Our hot water is heated by our log burner fire. After a full day cutting grass and making informal piles of hay ...I just couldn't be arsed lighting it last night.......Big mistake.
I was in desperate need of a bath.
People today forget that daily baths and showers are a luxury.
When I was a kid I only ever had a bath:-
1. Once a week on a Sunday Night..the night before school
2. After I had a fever
Adults, I suspect only had a bath:-
1. On a Friday or Saturday night before " going out"
2. Before visiting the doctors
3. Before sex
At all other times, you had to make do with a comprehensive " strip wash" at the sink.
Soap, hot water,a bar of imperial leather and a great deal of " brusque" rubbing with a flannel was the order of the day.

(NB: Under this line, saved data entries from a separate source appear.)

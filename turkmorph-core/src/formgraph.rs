//! Suffix form graph
//!
//! The morphotactic graph says which suffix may follow which; this module
//! compiles it against the phonetic model into a finite automaton whose
//! nodes are (state, phonetic attribute set) pairs and whose edges carry the
//! exact suffix string realized in that context. The parser only ever walks
//! this compiled graph, so applicability and realization are decided once.

use crate::morpheme::SuffixFormApplication;
use crate::morphotactics::{StateId, StateType, SuffixForm, SuffixGraph};
use crate::phonetics::{
    alphabet, append_str, PhoneticAttributes, PhoneticExpectation, PhoneticExpectations,
};
use crate::phonetics::sequence::is_blank;
use crate::suffix::SuffixFormApplier;
use std::collections::{HashMap, HashSet};
use std::fmt;
use std::sync::Arc;

/// Identity of a compiled node
#[derive(Debug, Clone, Copy, PartialEq, Eq, Hash, PartialOrd, Ord)]
pub struct NodeKey {
    /// Morphotactic state
    pub state: StateId,
    /// Phonetic attributes of the surface reaching the state
    pub attrs: PhoneticAttributes,
}

impl NodeKey {
    /// Create a key
    pub fn new(state: StateId, attrs: PhoneticAttributes) -> Self {
        Self { state, attrs }
    }
}

/// A concrete suffix application between two compiled nodes
#[derive(Debug, Clone, PartialEq, Eq, Hash)]
pub struct FormEdge {
    /// Node the edge enters
    pub target: NodeKey,
    /// Realized form
    pub application: SuffixFormApplication,
    /// What the next suffix must look like; set on voiced variants only
    pub expectations: PhoneticExpectations,
}

/// A compiled node with its outgoing edges in discovery order
#[derive(Debug, Clone)]
pub struct FormNode {
    /// Identity
    pub key: NodeKey,
    /// Kind of the underlying state
    pub kind: StateType,
    /// Outgoing edges, without duplicates
    pub edges: Vec<FormEdge>,
}

impl FormNode {
    fn new(key: NodeKey, kind: StateType) -> Self {
        Self {
            key,
            kind,
            edges: Vec::new(),
        }
    }

    fn add_edge(&mut self, edge: FormEdge) {
        if !self.edges.contains(&edge) {
            self.edges.push(edge);
        }
    }
}

/// The compiled automaton
pub struct SuffixFormGraph {
    suffix_graph: Arc<SuffixGraph>,
    nodes: HashMap<NodeKey, FormNode>,
}

impl fmt::Debug for SuffixFormGraph {
    fn fmt(&self, f: &mut fmt::Formatter<'_>) -> fmt::Result {
        f.debug_struct("SuffixFormGraph")
            .field("nodes", &self.nodes.len())
            .field("edges", &self.edge_count())
            .finish()
    }
}

impl SuffixFormGraph {
    /// Compile every state reachable from a root state.
    ///
    /// Each reachable state gets a node for every valid phonetic attribute
    /// set, since the parser recomputes attributes from the whole surface and
    /// may arrive at any of them.
    pub fn compile(suffix_graph: Arc<SuffixGraph>, applier: &dyn SuffixFormApplier) -> Self {
        let mut compiler = Compiler {
            graph: suffix_graph.as_ref(),
            applier,
            nodes: HashMap::new(),
            explored: HashSet::new(),
        };
        let mut pending: Vec<StateId> = suffix_graph.root_states().iter().rev().copied().collect();
        while let Some(state) = pending.pop() {
            if !compiler.explored.insert(state) {
                continue;
            }
            for target in compiler.explore(state).into_iter().rev() {
                if !compiler.explored.contains(&target) {
                    pending.push(target);
                }
            }
        }

        let states = compiler.explored.len();
        let nodes = compiler.nodes;
        let compiled = Self {
            suffix_graph,
            nodes,
        };
        tracing::debug!(
            states,
            nodes = compiled.nodes.len(),
            edges = compiled.edge_count(),
            "compiled suffix form graph"
        );
        compiled
    }

    /// The abstract graph this was compiled from
    pub fn suffix_graph(&self) -> &Arc<SuffixGraph> {
        &self.suffix_graph
    }

    /// Node for a key, if it was compiled
    pub fn node(&self, key: NodeKey) -> Option<&FormNode> {
        self.nodes.get(&key)
    }

    /// Iterate over all nodes in no particular order
    pub fn nodes(&self) -> impl Iterator<Item = &FormNode> {
        self.nodes.values()
    }

    /// Number of nodes
    pub fn node_count(&self) -> usize {
        self.nodes.len()
    }

    /// Number of edges over all nodes
    pub fn edge_count(&self) -> usize {
        self.nodes.values().map(|node| node.edges.len()).sum()
    }
}

struct Compiler<'a> {
    graph: &'a SuffixGraph,
    applier: &'a dyn SuffixFormApplier,
    nodes: HashMap<NodeKey, FormNode>,
    explored: HashSet<StateId>,
}

impl Compiler<'_> {
    /// Build the nodes of one state and return the states its edges enter
    fn explore(&mut self, state: StateId) -> Vec<StateId> {
        let graph = self.graph;
        let source = graph.state(state);
        let mut targets = Vec::with_capacity(source.out_edges.len());

        for attrs in PhoneticAttributes::valid_sets() {
            let key = NodeKey::new(state, *attrs);
            self.ensure_node(key);
            for out in &source.out_edges {
                for form in &graph.suffix(out.suffix).forms {
                    self.add_transition_nodes(key, form, out.target);
                }
            }
        }
        for out in &source.out_edges {
            if !targets.contains(&out.target) {
                targets.push(out.target);
            }
        }
        targets
    }

    fn ensure_node(&mut self, key: NodeKey) {
        let kind = self.graph.state(key.state).kind;
        self.nodes
            .entry(key)
            .or_insert_with(|| FormNode::new(key, kind));
    }

    fn add_transition_nodes(&mut self, source: NodeKey, form: &Arc<SuffixForm>, target: StateId) {
        let sequence = &form.sequence;
        if !sequence.is_blank() && !self.applier.is_applicable(sequence, source.attrs) {
            return;
        }
        let applied = self.applier.apply(sequence, source.attrs);
        self.add_edge(source, form, &applied, &applied, target, PhoneticExpectations::empty());

        if is_blank(&applied) || !sequence.last_letter_can_be_voiced() {
            return;
        }
        let mut chars = applied.chars();
        let Some(voiced) = chars.next_back().and_then(alphabet::voice) else {
            return;
        };
        let mut voiced_form = chars.as_str().to_string();
        voiced_form.push(voiced);
        self.add_edge(
            source,
            form,
            &voiced_form,
            &applied,
            target,
            PhoneticExpectations::from([PhoneticExpectation::VowelStart]),
        );
    }

    fn add_edge(
        &mut self,
        source: NodeKey,
        form: &Arc<SuffixForm>,
        actual: &str,
        fitting: &str,
        target: StateId,
        expectations: PhoneticExpectations,
    ) {
        let target = NodeKey::new(target, append_str(source.attrs, actual));
        self.ensure_node(target);
        let expectations = if is_blank(actual) {
            PhoneticExpectations::empty()
        } else {
            expectations
        };
        let edge = FormEdge {
            target,
            application: SuffixFormApplication::new(Arc::clone(form), actual, fitting),
            expectations,
        };
        if let Some(node) = self.nodes.get_mut(&source) {
            node.add_edge(edge);
        }
    }
}

#[cfg(test)]
mod tests {
    use super::*;
    use crate::lexicon::LexemeAttributes;
    use crate::phonetics::{calculate_phonetic_attributes, PhoneticAttribute};
    use crate::suffix::{PlainApplier, PrecachingApplier};
    use proptest::prelude::*;
    use std::sync::OnceLock;

    fn standard() -> &'static SuffixFormGraph {
        static GRAPH: OnceLock<SuffixFormGraph> = OnceLock::new();
        GRAPH.get_or_init(|| {
            let graph = Arc::new(SuffixGraph::standard().unwrap());
            SuffixFormGraph::compile(graph, &PlainApplier)
        })
    }

    fn snapshot(graph: &SuffixFormGraph) -> Vec<(NodeKey, Vec<(NodeKey, String, String)>)> {
        let mut nodes: Vec<_> = graph
            .nodes()
            .map(|node| {
                let mut edges: Vec<_> = node
                    .edges
                    .iter()
                    .map(|e| {
                        (
                            e.target,
                            e.application.form.template().to_string(),
                            e.application.actual.clone(),
                        )
                    })
                    .collect();
                edges.sort();
                (node.key, edges)
            })
            .collect();
        nodes.sort_by_key(|(key, _)| *key);
        nodes
    }

    #[test]
    fn test_compilation_is_idempotent() {
        let graph = Arc::clone(standard().suffix_graph());
        let again = SuffixFormGraph::compile(graph, &PlainApplier);
        assert_eq!(snapshot(standard()), snapshot(&again));
    }

    #[test]
    fn test_precaching_applier_compiles_the_same_graph() {
        let graph = Arc::clone(standard().suffix_graph());
        let applier = PrecachingApplier::new(graph.forms().map(|form| &form.sequence));
        let cached = SuffixFormGraph::compile(Arc::clone(&graph), &applier);
        assert_eq!(snapshot(standard()), snapshot(&cached));
    }

    #[test]
    fn test_every_root_state_has_every_valid_set() {
        let compiled = standard();
        for state in compiled.suffix_graph().root_states() {
            for attrs in PhoneticAttributes::valid_sets() {
                assert!(compiled.node(NodeKey::new(*state, *attrs)).is_some());
            }
        }
    }

    #[test]
    fn test_dative_after_kitap_has_voiced_variant() {
        let compiled = standard();
        let graph = compiled.suffix_graph();
        let state = graph.state_id("NOUN_WITH_POSSESSION").unwrap();
        let attrs = calculate_phonetic_attributes("kitap", LexemeAttributes::empty());
        let node = compiled.node(NodeKey::new(state, attrs)).unwrap();
        let dat = graph.suffix_id("Dat_Noun").unwrap();
        let mut actuals: Vec<&str> = node
            .edges
            .iter()
            .filter(|e| e.application.suffix() == dat)
            .map(|e| e.application.actual.as_str())
            .collect();
        actuals.sort_unstable();
        assert_eq!(actuals, vec!["a", "na"]);
    }

    #[test]
    fn test_voiced_edges_expect_a_vowel() {
        let compiled = standard();
        let graph = compiled.suffix_graph();
        let state = graph.state_id("VERB_WITH_POLARITY").unwrap();
        let attrs = calculate_phonetic_attributes("gel", LexemeAttributes::empty());
        let node = compiled.node(NodeKey::new(state, attrs)).unwrap();
        let fut_suffix = graph.suffix_id("Fut").unwrap();
        let fut: Vec<&FormEdge> = node
            .edges
            .iter()
            .filter(|e| e.application.suffix() == fut_suffix && e.application.fitting == "ecek")
            .collect();
        assert_eq!(fut.len(), 2);
        // derivations realized as "ecek" share the voicing split
        for edge in node.edges.iter().filter(|e| e.application.actual == "eceğ") {
            assert!(edge.expectations.contains(PhoneticExpectation::VowelStart));
        }
        let voiced = fut
            .iter()
            .find(|e| e.application.actual == "eceğ")
            .unwrap();
        assert!(voiced.expectations.contains(PhoneticExpectation::VowelStart));
        let plain = fut.iter().find(|e| e.application.actual == "ecek").unwrap();
        assert!(plain.expectations.is_empty());
    }

    #[test]
    fn test_no_double_vowels_at_node_boundaries() {
        for node in standard().nodes() {
            if !node.key.attrs.contains(PhoneticAttribute::LastLetterVowel) {
                continue;
            }
            for edge in &node.edges {
                let first = edge.application.actual.chars().next();
                assert!(
                    first.map_or(true, |c| !alphabet::is_vowel(c)),
                    "{:?} realizes {:?} after a vowel",
                    edge.application.form.template(),
                    edge.application.actual
                );
            }
        }
    }

    proptest! {
        #[test]
        fn prop_registered_forms_never_double_vowels(
            form_index in 0usize..10_000,
            set_index in 0usize..10_000,
        ) {
            let graph = standard().suffix_graph();
            let forms: Vec<_> = graph.forms().collect();
            let sets: Vec<_> = PhoneticAttributes::valid_sets()
                .iter()
                .filter(|set| set.contains(PhoneticAttribute::LastLetterVowel))
                .collect();
            let form = &forms[form_index % forms.len()].sequence;
            let attrs = *sets[set_index % sets.len()];
            if PlainApplier.is_applicable(form, attrs) {
                let applied = PlainApplier.apply(form, attrs);
                prop_assert!(applied.chars().next().map_or(true, |c| !alphabet::is_vowel(c)));
            }
        }
    }
}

I am however, of a generation that enjoyed the transition between " the immersion heater" bath ( and my father bellowing " TURN THE BLOODY THING OFF! I AM NOT MADE OF MONEY," ) and the installation of the avocado shower cubicle...........suddenly bathing became a joyful daily  habit, rather than an expensive weekly event.
Having that strip wash at the sink last night, reminded me of all of those memories and just for a moment, i found myself being exceedingly grateful for being alive in an era where hot water is take very much for granted............mind you...... I never mentioned to Chris when I eventually came to bed  that I left my grotty, potato dirty feet out of my ablutions
I didn't quite have the dexterity to cock my feet up into the sink!